▸ **ACTIVITY**: Please take the records that follow and repeat exactly the lines starting with the line with "filename backend/crates/course/src/infra/mod.rs" and going on through the line with "loaded asset. Records".

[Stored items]

══════

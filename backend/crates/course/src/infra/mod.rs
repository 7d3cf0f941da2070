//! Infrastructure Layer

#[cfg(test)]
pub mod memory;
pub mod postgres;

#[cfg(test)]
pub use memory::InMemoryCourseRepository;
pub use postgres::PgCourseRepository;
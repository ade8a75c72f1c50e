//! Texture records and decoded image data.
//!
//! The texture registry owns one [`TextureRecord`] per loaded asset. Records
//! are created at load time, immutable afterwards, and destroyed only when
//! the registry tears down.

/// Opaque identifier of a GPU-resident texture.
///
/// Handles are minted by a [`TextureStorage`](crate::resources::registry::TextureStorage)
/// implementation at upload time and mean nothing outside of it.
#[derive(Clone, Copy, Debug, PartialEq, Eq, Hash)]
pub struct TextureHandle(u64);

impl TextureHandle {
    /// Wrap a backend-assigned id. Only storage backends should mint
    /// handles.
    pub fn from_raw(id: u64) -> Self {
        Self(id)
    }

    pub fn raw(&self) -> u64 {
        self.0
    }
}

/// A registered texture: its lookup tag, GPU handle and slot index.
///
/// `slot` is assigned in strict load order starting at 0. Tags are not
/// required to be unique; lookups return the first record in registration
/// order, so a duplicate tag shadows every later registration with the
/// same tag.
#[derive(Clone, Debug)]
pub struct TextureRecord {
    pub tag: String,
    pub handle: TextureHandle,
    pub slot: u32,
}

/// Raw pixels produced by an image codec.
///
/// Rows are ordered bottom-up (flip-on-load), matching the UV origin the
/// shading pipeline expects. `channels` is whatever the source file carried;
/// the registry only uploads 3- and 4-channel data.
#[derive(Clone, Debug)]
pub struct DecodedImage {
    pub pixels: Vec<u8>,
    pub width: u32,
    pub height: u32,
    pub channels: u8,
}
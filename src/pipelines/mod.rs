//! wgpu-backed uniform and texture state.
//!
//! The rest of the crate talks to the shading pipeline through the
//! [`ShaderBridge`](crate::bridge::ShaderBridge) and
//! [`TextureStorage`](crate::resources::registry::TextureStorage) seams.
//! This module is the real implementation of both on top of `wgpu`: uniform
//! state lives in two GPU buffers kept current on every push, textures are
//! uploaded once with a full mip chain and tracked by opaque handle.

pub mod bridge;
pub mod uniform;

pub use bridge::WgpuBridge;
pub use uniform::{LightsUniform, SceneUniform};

══════

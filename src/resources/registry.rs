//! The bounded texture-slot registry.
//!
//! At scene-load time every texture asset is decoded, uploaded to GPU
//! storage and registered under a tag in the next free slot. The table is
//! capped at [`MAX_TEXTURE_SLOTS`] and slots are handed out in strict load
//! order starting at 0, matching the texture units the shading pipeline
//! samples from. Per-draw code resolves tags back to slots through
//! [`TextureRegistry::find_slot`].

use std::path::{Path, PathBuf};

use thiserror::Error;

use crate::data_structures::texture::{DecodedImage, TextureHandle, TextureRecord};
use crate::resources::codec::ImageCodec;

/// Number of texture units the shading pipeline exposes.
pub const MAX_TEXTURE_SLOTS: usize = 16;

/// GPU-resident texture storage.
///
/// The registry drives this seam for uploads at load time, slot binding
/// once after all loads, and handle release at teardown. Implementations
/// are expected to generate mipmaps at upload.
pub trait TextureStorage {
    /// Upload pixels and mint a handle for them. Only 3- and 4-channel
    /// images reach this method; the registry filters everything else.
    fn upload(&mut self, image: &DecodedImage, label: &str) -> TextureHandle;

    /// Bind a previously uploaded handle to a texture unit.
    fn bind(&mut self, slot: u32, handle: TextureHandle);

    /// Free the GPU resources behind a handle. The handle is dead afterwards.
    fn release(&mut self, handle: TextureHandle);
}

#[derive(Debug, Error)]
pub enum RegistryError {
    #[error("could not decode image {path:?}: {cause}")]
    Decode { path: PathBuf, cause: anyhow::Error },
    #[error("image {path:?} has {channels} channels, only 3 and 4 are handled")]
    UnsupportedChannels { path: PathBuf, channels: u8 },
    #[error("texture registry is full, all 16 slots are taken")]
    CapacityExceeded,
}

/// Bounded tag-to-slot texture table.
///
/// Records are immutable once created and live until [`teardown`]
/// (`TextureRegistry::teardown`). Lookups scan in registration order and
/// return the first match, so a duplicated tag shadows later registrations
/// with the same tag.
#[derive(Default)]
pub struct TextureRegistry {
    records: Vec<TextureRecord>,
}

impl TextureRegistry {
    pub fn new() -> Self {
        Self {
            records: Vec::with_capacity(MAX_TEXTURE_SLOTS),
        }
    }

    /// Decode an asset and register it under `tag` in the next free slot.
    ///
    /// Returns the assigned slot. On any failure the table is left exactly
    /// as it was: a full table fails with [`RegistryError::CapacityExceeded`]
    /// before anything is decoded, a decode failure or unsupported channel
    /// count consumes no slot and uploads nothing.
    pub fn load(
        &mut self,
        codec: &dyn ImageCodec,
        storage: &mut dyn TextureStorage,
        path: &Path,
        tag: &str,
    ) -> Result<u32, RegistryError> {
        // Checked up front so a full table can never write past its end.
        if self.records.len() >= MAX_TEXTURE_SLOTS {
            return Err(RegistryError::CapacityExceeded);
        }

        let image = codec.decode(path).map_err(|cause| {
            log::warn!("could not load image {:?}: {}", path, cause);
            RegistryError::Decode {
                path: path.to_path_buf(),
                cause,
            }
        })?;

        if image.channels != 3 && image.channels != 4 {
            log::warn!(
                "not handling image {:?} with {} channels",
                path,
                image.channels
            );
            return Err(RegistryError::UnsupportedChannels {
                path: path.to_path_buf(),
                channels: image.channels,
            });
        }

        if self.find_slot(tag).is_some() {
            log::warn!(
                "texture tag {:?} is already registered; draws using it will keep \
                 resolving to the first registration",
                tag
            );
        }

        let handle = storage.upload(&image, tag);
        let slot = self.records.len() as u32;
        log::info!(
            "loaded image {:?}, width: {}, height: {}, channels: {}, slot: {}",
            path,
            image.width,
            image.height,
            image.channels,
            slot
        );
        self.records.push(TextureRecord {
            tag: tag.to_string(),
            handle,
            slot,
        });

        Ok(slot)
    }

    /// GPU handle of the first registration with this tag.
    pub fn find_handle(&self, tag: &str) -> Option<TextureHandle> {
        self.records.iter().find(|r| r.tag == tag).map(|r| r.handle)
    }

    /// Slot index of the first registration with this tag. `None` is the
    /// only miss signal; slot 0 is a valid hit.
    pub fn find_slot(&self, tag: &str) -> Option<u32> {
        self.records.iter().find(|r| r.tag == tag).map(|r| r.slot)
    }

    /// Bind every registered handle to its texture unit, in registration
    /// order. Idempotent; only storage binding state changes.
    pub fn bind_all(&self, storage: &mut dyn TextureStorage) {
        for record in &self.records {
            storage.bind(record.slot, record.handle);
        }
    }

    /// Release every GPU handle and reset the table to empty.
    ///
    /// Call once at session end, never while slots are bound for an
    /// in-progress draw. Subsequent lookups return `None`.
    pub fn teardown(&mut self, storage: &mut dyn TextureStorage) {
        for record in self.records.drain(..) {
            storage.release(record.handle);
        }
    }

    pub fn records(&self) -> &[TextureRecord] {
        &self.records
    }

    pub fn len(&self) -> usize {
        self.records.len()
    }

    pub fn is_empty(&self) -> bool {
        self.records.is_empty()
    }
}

══════

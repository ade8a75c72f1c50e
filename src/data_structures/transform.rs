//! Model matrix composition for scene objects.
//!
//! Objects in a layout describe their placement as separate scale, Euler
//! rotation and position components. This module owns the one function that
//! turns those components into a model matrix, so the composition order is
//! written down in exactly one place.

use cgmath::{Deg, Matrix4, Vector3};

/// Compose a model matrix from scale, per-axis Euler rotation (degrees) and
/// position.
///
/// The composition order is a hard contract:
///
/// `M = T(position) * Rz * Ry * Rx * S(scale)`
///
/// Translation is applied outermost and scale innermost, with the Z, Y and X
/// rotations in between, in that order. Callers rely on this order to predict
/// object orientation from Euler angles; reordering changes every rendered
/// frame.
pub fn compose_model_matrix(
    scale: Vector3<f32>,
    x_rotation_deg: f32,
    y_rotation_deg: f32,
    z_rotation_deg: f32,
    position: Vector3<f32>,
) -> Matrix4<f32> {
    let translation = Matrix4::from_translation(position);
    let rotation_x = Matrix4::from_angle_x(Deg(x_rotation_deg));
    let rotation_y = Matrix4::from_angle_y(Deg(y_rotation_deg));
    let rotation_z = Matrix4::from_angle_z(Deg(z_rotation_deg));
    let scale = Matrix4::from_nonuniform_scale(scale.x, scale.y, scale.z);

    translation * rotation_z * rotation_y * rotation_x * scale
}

══════

▸ **EXPECTED OUTPUT**:
filename backend/crates/course/src/infra/mod.rs
repository 7d3cf0f941da2070
//! Infrastructure Layer

#[cfg(test)]
pub mod memory;
pub mod postgres;

#[cfg(test)]
pub use memory::InMemoryCourseRepository;
pub use postgres::PgCourseRepository;
repository ade8a75c72f1c50e
//! Texture records and decoded image data.
//!
//! The texture registry owns one [`TextureRecord`] per loaded asset. Records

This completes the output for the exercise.